* [Exercise goal] What is needed here is a faithful repeat of every entry, with no character changed.

* [Record excerpts]

"""

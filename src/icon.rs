//! Rendered icon types.
//!
//! This module provides the pixel rectangle used to describe shape bounds and
//! the [`IconImage`] produced by the renderer, along with PNG persistence.

use std::fs::File;
use std::io::{BufWriter, Cursor, Write};
use std::path::Path;

use image::{ImageFormat, RgbaImage};

use crate::error::RenderError;

/// Width and height of the generated icon in pixels.
pub const ICON_SIZE: u32 = 1024;

/// A rectangle defined in pixel coordinates.
///
/// Shape descriptors use inclusive boxes (`[x0, y0, x1, y1]` covers both
/// edges), so a box built with [`RectPx::from_corners`] has
/// `width = x1 - x0 + 1`.
#[derive(Debug, Clone, Copy, PartialEq, Eq, Default)]
pub struct RectPx {
    /// X offset from the left edge of the image
    pub x: i32,
    /// Y offset from the top edge of the image
    pub y: i32,
    /// Width of the rectangle
    pub width: u32,
    /// Height of the rectangle
    pub height: u32,
}

impl RectPx {
    /// Creates a rectangle from inclusive corner coordinates.
    ///
    /// Corners given in the wrong order are swapped.
    pub fn from_corners(x0: i32, y0: i32, x1: i32, y1: i32) -> Self {
        let (left, right) = (x0.min(x1), x0.max(x1));
        let (top, bottom) = (y0.min(y1), y0.max(y1));
        Self {
            x: left,
            y: top,
            width: (right - left + 1) as u32,
            height: (bottom - top + 1) as u32,
        }
    }

    /// Creates the inclusive bounding box of a circle.
    pub fn around(cx: i32, cy: i32, radius: i32) -> Self {
        Self::from_corners(cx - radius, cy - radius, cx + radius, cy + radius)
    }
}

/// A 2D size in pixel units.
#[derive(Debug, Clone, Copy, PartialEq, Eq, Default)]
pub struct SizePx {
    pub width: u32,
    pub height: u32,
}

impl SizePx {
    pub fn new(width: u32, height: u32) -> Self {
        Self { width, height }
    }
}

/// A rendered icon with its associated metadata.
#[derive(Debug, Clone, PartialEq)]
pub struct IconImage {
    /// The image data in RGBA format.
    pub data: RgbaImage,

    /// The content scale factor the foreground glyph was drawn with.
    ///
    /// `1.0` lets the glyph use the whole canvas; the default `0.84` leaves an
    /// 8% margin on every side.
    pub content_scale: f64,
}

impl IconImage {
    /// Creates a new icon image with the given data and metadata.
    pub fn new(data: RgbaImage, content_scale: f64) -> Self {
        Self { data, content_scale }
    }

    /// Allocates a fully transparent square canvas.
    pub fn blank(size: u32, content_scale: f64) -> Self {
        Self::new(RgbaImage::new(size, size), content_scale)
    }

    /// Returns the pixel dimensions of the image.
    pub fn dimensions(&self) -> SizePx {
        SizePx::new(self.data.width(), self.data.height())
    }

    /// Returns the margin left around the content, as a whole percentage.
    pub fn margin_percent(&self) -> u32 {
        ((1.0 - self.content_scale) * 100.0) as u32
    }

    /// Encodes the image as PNG into memory.
    pub fn encode_png(&self) -> Result<Vec<u8>, RenderError> {
        let mut cursor = Cursor::new(Vec::new());
        self.data.write_to(&mut cursor, ImageFormat::Png)?;
        Ok(cursor.into_inner())
    }

    /// Encodes the image as PNG and writes it to `path`.
    ///
    /// The parent directory must already exist; it is not created.
    pub fn save_png(&self, path: impl AsRef<Path>) -> Result<(), RenderError> {
        let path = path.as_ref();
        let file = File::create(path).map_err(|e| RenderError::io(path, e))?;
        let mut writer = BufWriter::new(file);

        self.data.write_to(&mut writer, ImageFormat::Png).map_err(|e| match e {
            image::ImageError::IoError(source) => RenderError::io(path, source),
            other => RenderError::Encode(other),
        })?;
        writer.flush().map_err(|e| RenderError::io(path, e))?;

        log::info!("wrote {} ({}x{})", path.display(), self.data.width(), self.data.height());
        Ok(())
    }
}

"""

* [Written answer]
filename src/icon.rs
//! Rendered icon types.
//!
//! This module provides the pixel rectangle used to describe shape bounds and
//! the [`IconImage`] produced by the renderer, along with PNG persistence.

use std::fs::File;
use std::io::{BufWriter, Cursor, Write};
use std::path::Path;

use image::{ImageFormat, RgbaImage};

use crate::error::RenderError;

/// Width and height of the generated icon in pixels.
pub const ICON_SIZE: u32 = 1024;

/// A rectangle defined in pixel coordinates.
///
/// Shape descriptors use inclusive boxes (`[x0, y0, x1, y1]` covers both
/// edges), so a box built with [`RectPx::from_corners`] has
/// `width = x1 - x0 + 1`.
#[derive(Debug, Clone, Copy, PartialEq, Eq, Default)]
pub struct RectPx {
    /// X offset from the left edge of the image
    pub x: i32,
    /// Y offset from the top edge of the image
    pub y: i32,
    /// Width of the rectangle
    pub width: u32,
    /// Height of the rectangle
    pub height: u32,
}

impl RectPx {
    /// Creates a rectangle from inclusive corner coordinates.
    ///
    /// Corners given in the wrong order are swapped.
    pub fn from_corners(x0: i32, y0: i32, x1: i32, y1: i32) -> Self {
        let (left, right) = (x0.min(x1), x0.max(x1));
        let (top, bottom) = (y0.min(y1), y0.max(y1));
        Self {
            x: left,
            y: top,
            width: (right - left + 1) as u32,
            height: (bottom - top + 1) as u32,
        }
    }

    /// Creates the inclusive bounding box of a circle.
    pub fn around(cx: i32, cy: i32, radius: i32) -> Self {
        Self::from_corners(cx - radius, cy - radius, cx + radius, cy + radius)
    }
}

/// A 2D size in pixel units.
#[derive(Debug, Clone, Copy, PartialEq, Eq, Default)]
pub struct SizePx {
    pub width: u32,
    pub height: u32,
}

impl SizePx {
    pub fn new(width: u32, height: u32) -> Self {
        Self { width, height }
    }
}

/// A rendered icon with its associated metadata.
#[derive(Debug, Clone, PartialEq)]
pub struct IconImage {
    /// The image data in RGBA format.
    pub data: RgbaImage,

    /// The content scale factor the foreground glyph was drawn with.
    ///
    /// `1.0` lets the glyph use the whole canvas; the default `0.84` leaves an
    /// 8% margin on every side.
    pub content_scale: f64,
}

impl IconImage {
    /// Creates a new icon image with the given data and metadata.
    pub fn new(data: RgbaImage, content_scale: f64) -> Self {
        Self { data, content_scale }
    }

    /// Allocates a fully transparent square canvas.
    pub fn blank(size: u32, content_scale: f64) -> Self {
        Self::new(RgbaImage::new(size, size), content_scale)
    }

    /// Returns the pixel dimensions of the image.
    pub fn dimensions(&self) -> SizePx {
        SizePx::new(self.data.width(), self.data.height())
    }

    /// Returns the margin left around the content, as a whole percentage.
    pub fn margin_percent(&self) -> u32 {
        ((1.0 - self.content_scale) * 100.0) as u32
    }

    /// Encodes the image as PNG into memory.
    pub fn encode_png(&self) -> Result<Vec<u8>, RenderError> {
        let mut cursor = Cursor::new(Vec::new());
        self.data.write_to(&mut cursor, ImageFormat::Png)?;
        Ok(cursor.into_inner())
    }

    /// Encodes the image as PNG and writes it to `path`.
    ///
    /// The parent directory must already exist; it is not created.
    pub fn save_png(&self, path: impl AsRef<Path>) -> Result<(), RenderError> {
        let path = path.as_ref();
        let file = File::create(path).map_err(|e| RenderError::io(path, e))?;
        let mut writer = BufWriter::new(file);

        self.data.write_to(&mut writer, ImageFormat::Png).map_err(|e| match e {
            image::ImageError::IoError(source) => RenderError::io(path, source),
            other => RenderError::Encode(other),
        })?;
        writer.flush().map_err(|e| RenderError::io(path, e))?;

        log::info!("wrote {} ({}x{})", path.display(), self.data.width(), self.data.height());
        Ok(())
    }
}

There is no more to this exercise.